• [Instructions to follow] Every entry below needs to be repeated exactly.

(Collected data)
= Beginning of Section =

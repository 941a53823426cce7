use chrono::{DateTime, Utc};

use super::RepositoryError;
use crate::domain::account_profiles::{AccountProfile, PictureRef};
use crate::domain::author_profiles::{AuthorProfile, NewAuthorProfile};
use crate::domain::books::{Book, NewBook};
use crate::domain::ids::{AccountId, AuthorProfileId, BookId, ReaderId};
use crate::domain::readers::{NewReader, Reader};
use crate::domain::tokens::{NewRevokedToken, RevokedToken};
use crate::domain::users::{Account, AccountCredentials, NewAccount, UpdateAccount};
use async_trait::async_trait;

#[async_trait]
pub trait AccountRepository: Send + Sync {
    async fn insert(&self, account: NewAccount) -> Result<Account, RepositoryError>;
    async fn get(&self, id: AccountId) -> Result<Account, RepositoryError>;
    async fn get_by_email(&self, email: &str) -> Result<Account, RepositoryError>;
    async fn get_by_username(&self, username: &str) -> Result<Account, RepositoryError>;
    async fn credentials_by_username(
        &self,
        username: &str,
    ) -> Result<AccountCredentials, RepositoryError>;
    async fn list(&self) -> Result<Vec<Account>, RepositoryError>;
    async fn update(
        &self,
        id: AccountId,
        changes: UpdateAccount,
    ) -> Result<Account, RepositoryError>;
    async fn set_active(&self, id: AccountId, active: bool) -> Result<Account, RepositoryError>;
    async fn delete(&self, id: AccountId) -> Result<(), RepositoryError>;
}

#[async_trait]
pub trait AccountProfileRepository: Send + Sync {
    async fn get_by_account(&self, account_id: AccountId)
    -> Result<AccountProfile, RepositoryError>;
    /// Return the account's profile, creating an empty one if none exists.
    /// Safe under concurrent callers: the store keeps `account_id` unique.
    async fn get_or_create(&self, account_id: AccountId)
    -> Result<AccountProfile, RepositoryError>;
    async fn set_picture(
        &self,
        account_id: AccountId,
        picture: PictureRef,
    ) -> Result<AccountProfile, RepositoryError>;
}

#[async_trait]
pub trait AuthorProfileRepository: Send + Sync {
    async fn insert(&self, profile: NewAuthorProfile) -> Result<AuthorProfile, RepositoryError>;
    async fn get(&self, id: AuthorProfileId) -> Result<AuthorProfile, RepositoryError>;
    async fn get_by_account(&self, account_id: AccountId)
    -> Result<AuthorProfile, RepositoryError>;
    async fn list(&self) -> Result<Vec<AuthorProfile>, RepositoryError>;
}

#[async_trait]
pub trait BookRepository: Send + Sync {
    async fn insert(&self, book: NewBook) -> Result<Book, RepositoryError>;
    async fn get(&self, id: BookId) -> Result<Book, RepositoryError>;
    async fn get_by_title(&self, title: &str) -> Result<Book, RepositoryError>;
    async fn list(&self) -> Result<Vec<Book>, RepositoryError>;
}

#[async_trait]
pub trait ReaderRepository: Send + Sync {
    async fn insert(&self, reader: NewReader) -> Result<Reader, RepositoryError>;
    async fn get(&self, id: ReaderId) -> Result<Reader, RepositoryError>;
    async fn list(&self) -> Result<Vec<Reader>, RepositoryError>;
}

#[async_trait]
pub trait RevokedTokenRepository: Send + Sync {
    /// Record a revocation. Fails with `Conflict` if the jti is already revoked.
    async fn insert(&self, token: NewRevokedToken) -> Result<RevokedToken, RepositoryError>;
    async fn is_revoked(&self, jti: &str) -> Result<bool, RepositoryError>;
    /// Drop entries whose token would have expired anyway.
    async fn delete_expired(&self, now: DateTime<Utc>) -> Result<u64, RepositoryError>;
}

= End of Section =

• [Completed task]
repository 941a53823426cce7
use chrono::{DateTime, Utc};

use super::RepositoryError;
use crate::domain::account_profiles::{AccountProfile, PictureRef};
use crate::domain::author_profiles::{AuthorProfile, NewAuthorProfile};
use crate::domain::books::{Book, NewBook};
use crate::domain::ids::{AccountId, AuthorProfileId, BookId, ReaderId};
use crate::domain::readers::{NewReader, Reader};
use crate::domain::tokens::{NewRevokedToken, RevokedToken};
use crate::domain::users::{Account, AccountCredentials, NewAccount, UpdateAccount};
use async_trait::async_trait;

#[async_trait]
pub trait AccountRepository: Send + Sync {
    async fn insert(&self, account: NewAccount) -> Result<Account, RepositoryError>;
    async fn get(&self, id: AccountId) -> Result<Account, RepositoryError>;
    async fn get_by_email(&self, email: &str) -> Result<Account, RepositoryError>;
    async fn get_by_username(&self, username: &str) -> Result<Account, RepositoryError>;
    async fn credentials_by_username(
        &self,
        username: &str,
    ) -> Result<AccountCredentials, RepositoryError>;
    async fn list(&self) -> Result<Vec<Account>, RepositoryError>;
    async fn update(
        &self,
        id: AccountId,
        changes: UpdateAccount,
    ) -> Result<Account, RepositoryError>;
    async fn set_active(&self, id: AccountId, active: bool) -> Result<Account, RepositoryError>;
    async fn delete(&self, id: AccountId) -> Result<(), RepositoryError>;
}

#[async_trait]
pub trait AccountProfileRepository: Send + Sync {
    async fn get_by_account(&self, account_id: AccountId)
    -> Result<AccountProfile, RepositoryError>;
    /// Return the account's profile, creating an empty one if none exists.
    /// Safe under concurrent callers: the store keeps `account_id` unique.
    async fn get_or_create(&self, account_id: AccountId)
    -> Result<AccountProfile, RepositoryError>;
    async fn set_picture(
        &self,
        account_id: AccountId,
        picture: PictureRef,
    ) -> Result<AccountProfile, RepositoryError>;
}

#[async_trait]
pub trait AuthorProfileRepository: Send + Sync {
    async fn insert(&self, profile: NewAuthorProfile) -> Result<AuthorProfile, RepositoryError>;
    async fn get(&self, id: AuthorProfileId) -> Result<AuthorProfile, RepositoryError>;
    async fn get_by_account(&self, account_id: AccountId)
    -> Result<AuthorProfile, RepositoryError>;
    async fn list(&self) -> Result<Vec<AuthorProfile>, RepositoryError>;
}

#[async_trait]
pub trait BookRepository: Send + Sync {
    async fn insert(&self, book: NewBook) -> Result<Book, RepositoryError>;
    async fn get(&self, id: BookId) -> Result<Book, RepositoryError>;
    async fn get_by_title(&self, title: &str) -> Result<Book, RepositoryError>;
    async fn list(&self) -> Result<Vec<Book>, RepositoryError>;
}

#[async_trait]
pub trait ReaderRepository: Send + Sync {
    async fn insert(&self, reader: NewReader) -> Result<Reader, RepositoryError>;
    async fn get(&self, id: ReaderId) -> Result<Reader, RepositoryError>;
    async fn list(&self) -> Result<Vec<Reader>, RepositoryError>;
}

#[async_trait]
pub trait RevokedTokenRepository: Send + Sync {
    /// Record a revocation. Fails with `Conflict` if the jti is already revoked.
    async fn insert(&self, token: NewRevokedToken) -> Result<RevokedToken, RepositoryError>;
    async fn is_revoked(&self, jti: &str) -> Result<bool, RepositoryError>;
    /// Drop entries whose token would have expired anyway.
    async fn delete_expired(&self, now: DateTime<Utc>) -> Result<u64, RepositoryError>;
}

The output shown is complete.